Work required. Of the lines below, report only those that contain "ExtremumValue".

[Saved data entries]
↓↓↓
use friction_core::{
    format_value, parse_field, ParamKey, ParamView, ParameterStore, Parameters, ViewSync,
};
use std::collections::HashMap;

/// Mirrors what the page would display after each refresh.
#[derive(Default)]
struct FakeView {
    sliders: HashMap<ParamKey, f64>,
    fields: HashMap<ParamKey, String>,
    redraws: Vec<Parameters>,
}

impl ParamView for FakeView {
    fn show(&mut self, key: ParamKey, value: f64, text: &str) {
        self.sliders.insert(key, value);
        self.fields.insert(key, text.to_string());
    }

    fn redraw(&mut self, params: &Parameters) {
        self.redraws.push(*params);
    }
}

impl FakeView {
    fn assert_consistent_with(&self, sync: &ViewSync) {
        for key in ParamKey::ALL {
            let value = sync.store().get(key);
            assert_eq!(self.sliders[&key], value, "slider {key}");
            assert_eq!(self.fields[&key], format_value(value), "field {key}");
        }
        assert_eq!(self.redraws.last(), Some(sync.store().params()));
    }
}

#[test]
fn initialize_fills_every_control_and_draws_once() {
    let sync = ViewSync::default();
    let mut view = FakeView::default();
    sync.initialize(&mut view);

    assert_eq!(view.fields[&ParamKey::ExtremumSlip], "1.00");
    assert_eq!(view.fields[&ParamKey::ExtremumValue], "5.00");
    assert_eq!(view.fields[&ParamKey::AsymptoteSlip], "2.00");
    assert_eq!(view.fields[&ParamKey::AsymptoteValue], "1.00");
    assert_eq!(view.fields[&ParamKey::Stiffness], "1.00");
    assert_eq!(view.redraws.len(), 1);
    view.assert_consistent_with(&sync);
}

#[test]
fn slider_move_updates_field_and_redraws() {
    let mut sync = ViewSync::default();
    let mut view = FakeView::default();
    sync.initialize(&mut view);

    assert_eq!(sync.slider_moved(ParamKey::AsymptoteSlip, 2.4567, &mut view), 2.4567);
    assert_eq!(view.sliders[&ParamKey::AsymptoteSlip], 2.4567);
    assert_eq!(view.fields[&ParamKey::AsymptoteSlip], "2.46");
    assert_eq!(view.redraws.len(), 2);
    view.assert_consistent_with(&sync);
}

#[test]
fn out_of_range_field_entry_is_clamped_everywhere() {
    let mut sync = ViewSync::default();
    let mut view = FakeView::default();
    sync.initialize(&mut view);

    assert_eq!(sync.field_committed(ParamKey::ExtremumSlip, "10", &mut view), 3.0);
    assert_eq!(view.sliders[&ParamKey::ExtremumSlip], 3.0);
    assert_eq!(view.fields[&ParamKey::ExtremumSlip], "3.00");
    view.assert_consistent_with(&sync);
}

#[test]
fn empty_field_redisplays_previous_value() {
    let mut sync = ViewSync::default();
    let mut view = FakeView::default();
    sync.initialize(&mut view);
    sync.field_committed(ParamKey::Stiffness, "1.25", &mut view);

    // Simulate the user clearing the box before committing.
    view.fields.insert(ParamKey::Stiffness, String::new());
    assert_eq!(sync.field_committed(ParamKey::Stiffness, "", &mut view), 1.25);
    assert_eq!(view.fields[&ParamKey::Stiffness], "1.25");
    assert_eq!(view.sliders[&ParamKey::Stiffness], 1.25);
    view.assert_consistent_with(&sync);
}

#[test]
fn garbage_field_text_is_ignored() {
    let mut sync = ViewSync::new(ParameterStore::default());
    let mut view = FakeView::default();
    sync.initialize(&mut view);

    assert_eq!(sync.field_committed(ParamKey::ExtremumValue, "abc", &mut view), 5.0);
    assert_eq!(sync.field_committed(ParamKey::ExtremumValue, "Infinity", &mut view), 5.0);
    assert_eq!(view.fields[&ParamKey::ExtremumValue], "5.00");
    view.assert_consistent_with(&sync);
}

#[test]
fn slider_nan_is_ignored() {
    let mut sync = ViewSync::default();
    let mut view = FakeView::default();
    sync.initialize(&mut view);
    assert_eq!(sync.slider_moved(ParamKey::ExtremumSlip, f64::NAN, &mut view), 1.0);
    view.assert_consistent_with(&sync);
}

#[test]
fn parse_field_follows_leading_number_rules() {
    assert_eq!(parse_field("1.5"), 1.5);
    assert_eq!(parse_field("  2 "), 2.0);
    assert_eq!(parse_field("-0.25"), -0.25);
    assert_eq!(parse_field("+3"), 3.0);
    assert_eq!(parse_field(".5"), 0.5);
    assert_eq!(parse_field("4."), 4.0);
    assert_eq!(parse_field("1.5kg"), 1.5);
    assert_eq!(parse_field("2e1"), 20.0);
    assert_eq!(parse_field("2e"), 2.0);
    assert_eq!(parse_field("1.2.3"), 1.2);
    assert_eq!(parse_field("-Infinity"), f64::NEG_INFINITY);
    assert!(parse_field("").is_nan());
    assert!(parse_field("   ").is_nan());
    assert!(parse_field(".").is_nan());
    assert!(parse_field("-").is_nan());
    assert!(parse_field("x1").is_nan());
}

#[test]
fn format_value_uses_two_decimals() {
    assert_eq!(format_value(1.0), "1.00");
    assert_eq!(format_value(0.004), "0.00");
    assert_eq!(format_value(2.999), "3.00");
    assert_eq!(format_value(10.0), "10.00");
}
↑↑↑
Reply to the task.
    assert_eq!(view.fields[&ParamKey::ExtremumValue], "5.00");
    assert_eq!(sync.field_committed(ParamKey::ExtremumValue, "abc", &mut view), 5.0);
    assert_eq!(sync.field_committed(ParamKey::ExtremumValue, "Infinity", &mut view), 5.0);
    assert_eq!(view.fields[&ParamKey::ExtremumValue], "5.00");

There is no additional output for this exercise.